Beschluss der Bezirksfachbereichsversammlung des Fachbereichs 8 von ver.di München am 7. Oktober 2006 (Verabschiedet auf dem ver.di Bundeskongress 2007)
Angesichts des massiven Abbaus sozialer und demokratischer Rechte darf das Streikrecht nicht länger auf tariffähige Ziele begrenzt bleiben. Wir fordern den verdi-Bundesvorstand auf, sich für ein allumfassendes Streikrecht nach den Maßgaben der Europäischen Sozialcharta, einschließlich des politischen Streiks und des Generalstreiks, einzusetzen, die Gewerkschaftsmitglieder über seine Notwendigkeit zu informieren und für Aktivitäten zu mobilisieren.
Begründung:
Die Angriffe der Unternehmer auf die Lebens- und Arbeitsbedingungen der Beschäftigten sind so schwer und tiefgreifend, dass sie nur bei gemeinsamer Gegenwehr aller Gewerkschaften zusammen verteidigt werden können.
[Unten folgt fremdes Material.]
//! Parameters for classical (pre-quantum) key exchange

pub mod ecdh;
use curvelock_common::LockPolicy;

/// Runtime options for the operations that allocate secret memory
///
/// The default locks best-effort: a refused `mlock` is logged and the
/// operation continues.
#[derive(Debug, Clone, Copy, Default, PartialEq, Eq)]
pub struct Config {
    /// Policy applied to every guarded buffer the operation acquires
    pub lock_policy: LockPolicy,
}

impl Config {
    /// Fail with `MemoryLock` rather than hold secrets in swappable memory
    pub fn strict() -> Self {
        Self {
            lock_policy: LockPolicy::Strict,
        }
    }

    /// Replace the lock policy
    pub fn with_lock_policy(mut self, lock_policy: LockPolicy) -> Self {
        self.lock_policy = lock_policy;
        self
    }
}
//! # Filters
//!
//! Attribute predicates used to look nodes up in the topology graph.
//!
//! A `Filter` is evaluated against a node's [`Metadata`]. Keys are dotted
//! paths, exactly as for [`Metadata::get_field`].

use crate::{Metadata, TopologyError};
use serde_json::Value;
use std::fmt;
use std::net::Ipv4Addr;
use std::str::FromStr;

// =============================================================================
// IPV4 CIDR
// =============================================================================

/// An IPv4 address with a prefix length, e.g. `10.0.0.5/24`.
#[derive(Debug, Clone, Copy, PartialEq, Eq, PartialOrd, Ord, Hash)]
pub struct Ipv4Cidr {
    addr: Ipv4Addr,
    prefix: u8,
}

impl Ipv4Cidr {
    /// Create a CIDR value. Returns `None` when `prefix > 32`.
    #[must_use]
    pub fn new(addr: Ipv4Addr, prefix: u8) -> Option<Self> {
        (prefix <= 32).then_some(Self { addr, prefix })
    }

    /// A host-scope (`/32`) range around a single address.
    #[must_use]
    pub fn host(addr: Ipv4Addr) -> Self {
        Self { addr, prefix: 32 }
    }

    /// The address part.
    #[must_use]
    pub fn addr(&self) -> Ipv4Addr {
        self.addr
    }

    /// The prefix length.
    #[must_use]
    pub fn prefix(&self) -> u8 {
        self.prefix
    }

    fn mask(&self) -> u32 {
        match self.prefix {
            0 => 0,
            p => u32::MAX << (32 - u32::from(p)),
        }
    }

    /// Check whether `addr` lies in this network.
    #[must_use]
    pub fn contains(&self, addr: Ipv4Addr) -> bool {
        let mask = self.mask();
        (u32::from(addr) & mask) == (u32::from(self.addr) & mask)
    }

    /// Check whether `other` is entirely inside this network.
    #[must_use]
    pub fn encloses(&self, other: &Ipv4Cidr) -> bool {
        self.prefix <= other.prefix && self.contains(other.addr)
    }
}

impl FromStr for Ipv4Cidr {
    type Err = TopologyError;

    /// Parse `a.b.c.d/len`; a bare address is taken as `/32`.
    fn from_str(s: &str) -> Result<Self, Self::Err> {
        let err = || TopologyError::AddressParse(s.to_string());
        let (addr, prefix) = match s.split_once('/') {
            Some((addr, prefix)) => (addr, prefix.parse::<u8>().map_err(|_| err())?),
            None => (s, 32),
        };
        let addr = addr.trim().parse::<Ipv4Addr>().map_err(|_| err())?;
        Self::new(addr, prefix).ok_or_else(err)
    }
}

impl fmt::Display for Ipv4Cidr {
    fn fmt(&self, f: &mut fmt::Formatter<'_>) -> fmt::Result {
        write!(f, "{}/{}", self.addr, self.prefix)
    }
}

// =============================================================================
// FILTER
// =============================================================================

/// A predicate over node attributes.
#[derive(Debug, Clone, PartialEq)]
pub enum Filter {
    /// The field is a string equal to the given value (case-sensitive).
    Term(String, String),
    /// The field holds one or more `a.b.c.d/len` strings, one of which
    /// denotes a network enclosing the given range.
    Ipv4Range(String, Ipv4Cidr),
    /// Negation.
    Not(Box<Filter>),
    /// Conjunction. An empty conjunction matches everything.
    And(Vec<Filter>),
}

impl Filter {
    /// Shorthand for [`Filter::Term`].
    pub fn term(key: impl Into<String>, value: impl Into<String>) -> Self {
        Self::Term(key.into(), value.into())
    }

    /// Shorthand for [`Filter::Not`].
    #[must_use]
    pub fn not(inner: Filter) -> Self {
        Self::Not(Box::new(inner))
    }

    /// Evaluate the filter against a set of attributes.
    #[must_use]
    pub fn matches(&self, metadata: &Metadata) -> bool {
        match self {
            Self::Term(key, expected) => metadata.get_str(key) == Some(expected.as_str()),
            Self::Ipv4Range(key, range) => match metadata.get_field(key) {
                Some(Value::String(s)) => cidr_encloses(s, range),
                Some(Value::Array(values)) => values
                    .iter()
                    .filter_map(Value::as_str)
                    .any(|s| cidr_encloses(s, range)),
                _ => false,
            },
            Self::Not(inner) => !inner.matches(metadata),
            Self::And(filters) => filters.iter().all(|f| f.matches(metadata)),
        }
    }
}

fn cidr_encloses(value: &str, range: &Ipv4Cidr) -> bool {
    value
        .parse::<Ipv4Cidr>()
        .is_ok_and(|network| network.encloses(range))
}

// =============================================================================
// TESTS
// =============================================================================
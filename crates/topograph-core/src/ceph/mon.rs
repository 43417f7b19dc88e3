//! Monitor metadata, one element of `ceph mon metadata -f json`.

use super::{InterfaceLookup, InterfaceRef, Renderable, SnapshotKind};
use crate::TopologyError;
use regex::Regex;
use serde::{Deserialize, Serialize};
use std::net::Ipv4Addr;
use std::sync::LazyLock;

/// `ip:port/nonce`; the first match wins, which also covers the
/// `[v2:ip:port/nonce,v1:ip:port/nonce]` vector form.
static MON_ADDR: LazyLock<Option<Regex>> =
    LazyLock::new(|| Regex::new(r"(\d{1,3}(?:\.\d{1,3}){3}):\d+/\d+").ok());

#[derive(Debug, Clone, Default, PartialEq, Eq, Serialize, Deserialize)]
#[serde(default)]
pub struct MonRecord {
    pub name: String,
    pub addr: String,
    pub arch: String,
    pub ceph_version: String,
    pub cpu: String,
    pub distro: String,
    pub distro_description: String,
    pub distro_version: String,
    pub hostname: String,
    pub kernel_description: String,
    pub kernel_version: String,
    pub mem_swap_kb: String,
    pub mem_total_kb: String,
    pub os: String,
}

impl MonRecord {
    /// The IPv4 address the monitor listens on.
    ///
    /// `Ok(None)` when no address is declared.
    pub fn ip(&self) -> Result<Option<Ipv4Addr>, TopologyError> {
        if self.addr.is_empty() {
            return Ok(None);
        }
        MON_ADDR
            .as_ref()
            .and_then(|re| re.captures(&self.addr))
            .and_then(|caps| caps.get(1))
            .and_then(|m| m.as_str().parse::<Ipv4Addr>().ok())
            .map(Some)
            .ok_or_else(|| TopologyError::AddressParse(self.addr.clone()))
    }
}

impl Renderable for MonRecord {
    const KIND: SnapshotKind = SnapshotKind::Mon;

    fn hostname<'a>(&'a self, _reporter: &'a str) -> &'a str {
        &self.hostname
    }

    fn component_id(&self) -> String {
        self.name.clone()
    }

    fn display_name(&self) -> String {
        format!("mon.{}", self.name)
    }

    /// The public interface, matched by address since monitors do not
    /// report interface names.
    fn interfaces(&self) -> Result<Vec<InterfaceRef>, TopologyError> {
        Ok(self
            .ip()?
            .map(|ip| InterfaceRef {
                lookup: InterfaceLookup::Address(ip),
                role: "publicIface",
                address: self.addr.clone(),
            })
            .into_iter()
            .collect())
    }
}

#[cfg(test)]
mod tests {
    use super::*;

    fn mon(addr: &str) -> MonRecord {
        MonRecord {
            name: "a".into(),
            hostname: "storage-1".into(),
            addr: addr.into(),
            ..MonRecord::default()
        }
    }

    #[test]
    fn extracts_legacy_address() {
        assert_eq!(
            mon("10.41.61.43:6789/0").ip().expect("ip"),
            Some(Ipv4Addr::new(10, 41, 61, 43))
        );
    }

    #[test]
    fn extracts_first_of_address_vector() {
        let record = mon("[v2:10.0.0.5:3300/0,v1:10.0.0.5:6789/0]");
        assert_eq!(record.ip().expect("ip"), Some(Ipv4Addr::new(10, 0, 0, 5)));
    }

    #[test]
    fn empty_address_declares_no_interface() {
        let record = mon("");
        assert_eq!(record.ip().expect("ip"), None);
        assert!(record.interfaces().expect("interfaces").is_empty());
    }

    #[test]
    fn malformed_address_is_an_error() {
        assert!(matches!(mon("garbage").ip(), Err(TopologyError::AddressParse(_))));
        assert!(mon("999.0.0.1:6789/0").ip().is_err());
    }

    #[test]
    fn key_and_name() {
        let record = mon("10.0.0.5:6789/0");
        assert_eq!(record.node_key("storage-1").as_str(), "storage-1_a");
        assert_eq!(record.display_name(), "mon.a");

        let refs = record.interfaces().expect("interfaces");
        assert_eq!(refs[0].role, "publicIface");
        assert_eq!(refs[0].lookup, InterfaceLookup::Address(Ipv4Addr::new(10, 0, 0, 5)));
    }
}
//! # Topology Synchronizer
//!
//! Event-driven reconciliation of Ceph snapshots into the topology graph.
//!
//! Whenever a host node carrying snapshot attributes is added or updated,
//! the synchronizer:
//! 1. Decodes the cluster summary to learn the cluster identity (fsid)
//! 2. For each kind (cluster, OSD, monitor), asks the ledger whether this
//!    exact blob was already rendered
//! 3. Otherwise renders every record: resolve the host, upsert the daemon
//!    node, link it to its owner and to the interfaces it declares
//! 4. Advances the ledger only if no record failed
//!
//! Record failures never stop a pass; the remaining records are still
//! materialized. A failed pass is retried in full on the next event.

use crate::ceph::{ClusterSummary, InterfaceLookup, InterfaceRef, Renderable, Snapshot, SnapshotKind};
use crate::formats::decode_snapshot_kind;
use crate::graph::{GraphListener, ListenerId, TopologyGraph};
use crate::ledger::{LedgerKey, RenderLedger, SyncState};
use crate::primitives::{DEVICE_TYPE, HOST_TYPE, LOOPBACK_ENCAP, SOCKET_EDGE_TYPE};
use crate::{Filter, Ipv4Cidr, Metadata, Node, NodeId, TopologyError};
use serde_json::Value;
use std::collections::BTreeMap;
use std::sync::{Arc, Mutex, MutexGuard, PoisonError};
use tracing::{debug, error, info, warn};

fn lock<T>(mutex: &Mutex<T>) -> MutexGuard<'_, T> {
    mutex.lock().unwrap_or_else(PoisonError::into_inner)
}

// =============================================================================
// PASS RESULTS
// =============================================================================

/// A record that could not be fully rendered.
#[derive(Debug)]
pub struct RecordFailure {
    /// `host/name` of the record.
    pub record: String,
    pub error: TopologyError,
}

/// Result of rendering every record of one snapshot.
#[derive(Debug, Default)]
pub struct PassOutcome {
    /// Nodes created or updated, including partially linked ones.
    pub rendered: Vec<NodeId>,
    /// Records without a host field.
    pub skipped: usize,
    pub failed: Vec<RecordFailure>,
}

impl PassOutcome {
    /// A pass is complete when no record failed.
    #[must_use]
    pub fn is_complete(&self) -> bool {
        self.failed.is_empty()
    }
}

/// What happened to one snapshot kind during a synchronization.
#[derive(Debug)]
pub enum PassStatus {
    /// The node carries no snapshot of this kind.
    Absent,
    /// The snapshot attribute could not be decoded.
    Undecodable(TopologyError),
    /// The ledger already holds this exact blob.
    AlreadyRendered,
    /// Another pass for the same identity and kind is running.
    InFlight,
    /// The snapshot holds no record.
    Empty,
    /// Every record rendered; the ledger advanced.
    Complete(PassOutcome),
    /// Some records failed; the ledger is untouched.
    Partial(PassOutcome),
}

/// Result of [`Synchronizer::synchronize`].
#[derive(Debug, Default)]
pub struct SyncReport {
    /// Cluster identity, when a usable summary was found.
    pub identity: Option<String>,
    pub passes: Vec<(SnapshotKind, PassStatus)>,
}

impl SyncReport {
    /// Status of one kind, if it was examined.
    #[must_use]
    pub fn status(&self, kind: SnapshotKind) -> Option<&PassStatus> {
        self.passes
            .iter()
            .find(|(k, _)| *k == kind)
            .map(|(_, status)| status)
    }

    /// Nodes rendered by this synchronization, across kinds.
    #[must_use]
    pub fn rendered(&self) -> Vec<&NodeId> {
        self.passes
            .iter()
            .filter_map(|(_, status)| match status {
                PassStatus::Complete(outcome) | PassStatus::Partial(outcome) => {
                    Some(outcome.rendered.iter())
                }
                _ => None,
            })
            .flatten()
            .collect()
    }
}

// =============================================================================
// SYNCHRONIZER
// =============================================================================

/// Renders Ceph snapshots attached to host nodes into the graph.
///
/// Constructed with the graph it renders into; [`Synchronizer::start`]
/// subscribes it to that graph's node events and [`Synchronizer::stop`]
/// unsubscribes it.
pub struct Synchronizer<G: TopologyGraph> {
    graph: Arc<G>,
    ledger: Mutex<RenderLedger>,
    /// Last cluster summary seen per reporting host node.
    tracked: Mutex<BTreeMap<NodeId, ClusterSummary>>,
    subscription: Mutex<Option<ListenerId>>,
}

impl<G: TopologyGraph + 'static> Synchronizer<G> {
    /// Create a synchronizer for `graph`. It does not listen until started.
    pub fn new(graph: Arc<G>) -> Arc<Self> {
        Arc::new(Self {
            graph,
            ledger: Mutex::new(RenderLedger::new()),
            tracked: Mutex::new(BTreeMap::new()),
            subscription: Mutex::new(None),
        })
    }

    /// Subscribe to node events. Calling it twice is a no-op.
    pub fn start(self: &Arc<Self>) {
        let mut subscription = lock(&self.subscription);
        if subscription.is_none() {
            let listener: Arc<dyn GraphListener> = self.clone();
            *subscription = Some(self.graph.subscribe(listener));
            info!("Ceph topology synchronizer started");
        }
    }

    /// Unsubscribe from node events. A pass already running completes.
    pub fn stop(&self) {
        if let Some(id) = lock(&self.subscription).take() {
            self.graph.unsubscribe(id);
            info!("Ceph topology synchronizer stopped");
        }
    }

    /// State of one identity and kind as seen from `reporter`.
    #[must_use]
    pub fn state(&self, identity: &str, kind: SnapshotKind, reporter: &NodeId) -> SyncState {
        lock(&self.ledger).state(&LedgerKey::new(identity, kind, reporter))
    }

    /// Last cluster summary reported by a host node.
    #[must_use]
    pub fn tracked_cluster(&self, reporter: &NodeId) -> Option<ClusterSummary> {
        lock(&self.tracked).get(reporter).cloned()
    }

    /// Forget everything rendered for a cluster identity.
    pub fn invalidate(&self, identity: &str) {
        lock(&self.ledger).clear(identity);
    }

    /// Render every snapshot carried by `node` that is not rendered yet.
    pub fn synchronize(&self, node: &Node) -> SyncReport {
        let mut report = SyncReport::default();

        let summary = match cluster_summary(node) {
            None => return report,
            Some(Err(e)) => {
                error!("{}: {}", node.id, e);
                report
                    .passes
                    .push((SnapshotKind::Cluster, PassStatus::Undecodable(e)));
                return report;
            }
            Some(Ok(summary)) => summary,
        };
        if summary.fsid.is_empty() {
            debug!("{}: cluster summary without fsid, nothing to render", node.id);
            return report;
        }

        let identity = summary.fsid.clone();
        let reporter = node.get_str("Name").unwrap_or_default();
        lock(&self.tracked).insert(node.id.clone(), summary.clone());

        for kind in SnapshotKind::ALL {
            let status = self.render_kind(node, &identity, reporter, kind, &summary);
            report.passes.push((kind, status));
        }
        report.identity = Some(identity);
        report
    }

    fn render_kind(
        &self,
        node: &Node,
        identity: &str,
        reporter: &str,
        kind: SnapshotKind,
        summary: &ClusterSummary,
    ) -> PassStatus {
        let Some(blob) = node.get_str(kind.attribute_key()) else {
            return PassStatus::Absent;
        };

        let key = LedgerKey::new(identity, kind, &node.id);
        {
            let mut ledger = lock(&self.ledger);
            if ledger.is_rendered(&key, blob) {
                debug!("Cluster ceph {} {} is already graphed", identity, kind);
                return PassStatus::AlreadyRendered;
            }
            if !ledger.begin(&key) {
                debug!("Cluster ceph {} {} is being graphed", identity, kind);
                return PassStatus::InFlight;
            }
        }

        let outcome = match kind {
            SnapshotKind::Cluster => Ok(self.render_records(reporter, std::slice::from_ref(summary))),
            _ => decode_snapshot_kind(blob, kind).map(|snapshot| match snapshot {
                Snapshot::Cluster(s) => self.render_records(reporter, std::slice::from_ref(&s)),
                Snapshot::Osds(osds) => self.render_records(reporter, &osds),
                Snapshot::Mons(mons) => self.render_records(reporter, &mons),
            }),
        };

        let outcome = match outcome {
            Ok(outcome) => outcome,
            Err(e) => {
                error!("{}: {} snapshot: {}", node.id, kind, e);
                lock(&self.ledger).finish(&key, blob, false);
                return PassStatus::Undecodable(e);
            }
        };

        if outcome.rendered.is_empty() && outcome.failed.is_empty() && outcome.skipped == 0 {
            lock(&self.ledger).finish(&key, blob, false);
            debug!("Cluster ceph {}: no {} record to render", identity, kind);
            return PassStatus::Empty;
        }

        let complete = outcome.is_complete();
        lock(&self.ledger).finish(&key, blob, complete);

        if complete {
            info!("Ceph cluster {} {} is rendered", identity, kind);
            PassStatus::Complete(outcome)
        } else {
            let partial = TopologyError::PartialRender {
                identity: identity.to_string(),
                kind: kind.to_string(),
                failed: outcome.failed.len(),
            };
            warn!("{}", partial);
            PassStatus::Partial(outcome)
        }
    }

    /// Render every record, collecting successes and failures.
    fn render_records<R: Renderable>(&self, reporter: &str, records: &[R]) -> PassOutcome {
        records.iter().fold(PassOutcome::default(), |mut outcome, record| {
            let host = record.hostname(reporter);
            if host.is_empty() {
                outcome.skipped += 1;
                return outcome;
            }

            let label = format!("{}/{}", host, record.display_name());
            match self.render_record(host, record) {
                Ok((id, unresolved)) => {
                    outcome.rendered.push(id);
                    outcome
                        .failed
                        .extend(unresolved.into_iter().map(|error| RecordFailure {
                            record: label.clone(),
                            error,
                        }));
                }
                Err(error) => {
                    error!("{}", error);
                    outcome.failed.push(RecordFailure {
                        record: label,
                        error,
                    });
                }
            }
            outcome
        })
    }

    /// Upsert one record's node and its edges.
    ///
    /// `Err` means no node was written. `Ok` carries the node and the
    /// interface references that could not be linked.
    fn render_record<R: Renderable>(
        &self,
        host: &str,
        record: &R,
    ) -> Result<(NodeId, Vec<TopologyError>), TopologyError> {
        let host_node = self
            .graph
            .lookup_first_node(&Filter::And(vec![
                Filter::term("Name", host),
                Filter::term("Type", HOST_TYPE),
            ]))?
            .ok_or_else(|| TopologyError::HostNotFound(host.to_string()))?;

        let metadata = record.metadata()?;
        let name = record.display_name();

        info!("{}: Adding {} {}", host, R::KIND, name);
        let node = self.graph.upsert_node(record.node_key(host), metadata)?;
        self.graph.add_ownership_edge(&host_node.id, &node.id)?;
        // Socket edges always mirror the record being rendered.
        let stale = self
            .graph
            .unlink(&node.id, &Filter::term("Type", SOCKET_EDGE_TYPE))?;
        if stale > 0 {
            debug!("{}: dropped {} socket edges of {}", host, stale, name);
        }

        let refs = match record.interfaces() {
            Ok(refs) => refs,
            Err(e) => {
                error!("{}: {} for {}", host, e, name);
                return Ok((node.id, vec![e]));
            }
        };

        let mut unresolved = Vec::new();
        for iface_ref in refs {
            if let Err(e) = self.link_interface(&host_node, &node.id, &iface_ref) {
                error!("{}: {} for {}", host, e, name);
                unresolved.push(e);
            }
        }
        Ok((node.id, unresolved))
    }

    fn link_interface(
        &self,
        host: &Node,
        daemon: &NodeId,
        iface_ref: &InterfaceRef,
    ) -> Result<(), TopologyError> {
        let filter = match &iface_ref.lookup {
            InterfaceLookup::Name(name) => Filter::term("Name", name.as_str()),
            // Monitors report no mask: look for a host-scope range.
            InterfaceLookup::Address(ip) => Filter::And(vec![
                Filter::term("Type", DEVICE_TYPE),
                Filter::Ipv4Range("IPV4".to_string(), Ipv4Cidr::host(*ip)),
                Filter::not(Filter::term("EncapType", LOOPBACK_ENCAP)),
            ]),
        };

        let iface = self
            .graph
            .lookup_first_child(&host.id, &filter)?
            .ok_or_else(|| TopologyError::InterfaceNotFound {
                host: host.get_str("Name").unwrap_or_default().to_string(),
                reference: iface_ref.to_string(),
            })?;

        debug!(
            "Connecting {} to interface {}",
            daemon,
            iface.get_str("Name").unwrap_or_default()
        );
        self.graph.link(
            daemon,
            &iface.id,
            Metadata::from_pairs([
                ("Type", Value::from(SOCKET_EDGE_TYPE)),
                ("Address", Value::from(iface_ref.address.as_str())),
                ("RelationType", Value::from(iface_ref.role)),
            ]),
        )
    }

    /// Clear the ledger of the identity `node` reported.
    fn forget(&self, node: &Node) {
        let tracked = lock(&self.tracked).remove(&node.id);
        let identity = match cluster_summary(node) {
            Some(Ok(summary)) if !summary.fsid.is_empty() => Some(summary.fsid),
            _ => tracked.map(|summary| summary.fsid),
        };
        if let Some(identity) = identity {
            info!("{}: forgetting rendered state of cluster {}", node.id, identity);
            self.invalidate(&identity);
        }
    }
}

/// Decode the cluster summary attached to `node`, if any.
fn cluster_summary(node: &Node) -> Option<Result<ClusterSummary, TopologyError>> {
    let blob = node.get_str(SnapshotKind::Cluster.attribute_key())?;
    Some(
        decode_snapshot_kind(blob, SnapshotKind::Cluster).and_then(|snapshot| match snapshot {
            Snapshot::Cluster(summary) => Ok(summary),
            other => Err(TopologyError::Decode(format!(
                "expected CLUSTER snapshot, found {}",
                other.kind()
            ))),
        }),
    )
}

impl<G: TopologyGraph + 'static> GraphListener for Synchronizer<G> {
    /// A newly appearing reporter is always rendered in full.
    fn on_node_added(&self, node: &Node) {
        if let Some(Ok(summary)) = cluster_summary(node) {
            if !summary.fsid.is_empty() {
                self.invalidate(&summary.fsid);
            }
        }
        self.synchronize(node);
    }

    fn on_node_updated(&self, node: &Node) {
        self.synchronize(node);
    }

    fn on_node_deleted(&self, node: &Node) {
        self.forget(node);
    }
}

// =============================================================================
// TESTS
// =============================================================================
Nur durch Streik kann der Abbau unserer demokratischen und sozialen Rechte weiter verhindert werden. So begrüßenswert der Aufruf zu den Protestaktionen am 21. Oktober auch ist, sie werden nur zum Erfolg führen, wenn sie in den Betrieben fortgesetzt werden, während der Arbeitszeit. In diesem Sinne äußerten sich auch die verdi-Vertreter auf einer Funktionärskonferenz der Region Stuttgart.
Außer in Deutschland ist der politische Streik in Europa nur noch in Großbritannien und Dänemark verboten. Nach Meinung des Sachverständigenausschusses für die Kontrolle der Einhaltung der Europäischen Sozialcharta verstößt das deutsche Arbeitskampfrecht mit seiner Begrenzung auf tariflich regelbare Ziele sowie das gewerkschaftliche Streikmonopol gegen die Sozialcharta.
Das Ministerkomitee des Europarates erteilte dementsprechend im Februar 1998 der Bundesrepublik die „Empfehlung“, die Ergebnisse des Expertenausschusses zu berücksichtigen. Geschehen ist bis heute nichts.
Die gegen Streiks gerichteten Urteile des Bundesarbeitsgerichts u.a. verstoßen also mehrheitlich gegen die Bestimmungen der Europäischen Sozialcharta (ESC). In der Ziffer 4 des Artikels 6 heißt es dort in allgemeiner Form, dass „das Recht der Arbeitnehmer … auf kollektive Maßnahmen einschließlich des Streikrechts im Falle von Interessenkonflikten …“ garantiert ist.
Daraus leitet der für die Überwachung der Einhaltung der ESC zuständige Sachverständigenausschuss des Europarats die Zulässigkeit von Solidaritätsstreiks und auch von Arbeitsniederlegungen, die nicht von der Gewerkschaft getragen werden, ab.
Die Bundesregierung wird uns auch weiterhin nicht den Gefallen tun, das deutsche Arbeitsrecht in diesem Sinne zu ändern, wenn wir uns nicht dafür einsetzen. Rechte bekommt man, indem man sie sich nimmt, konstatierte der ehemalige Vorsitzende der IG Medien, Detlef Hensche.
Freidenker 3 vom September 2011, 16.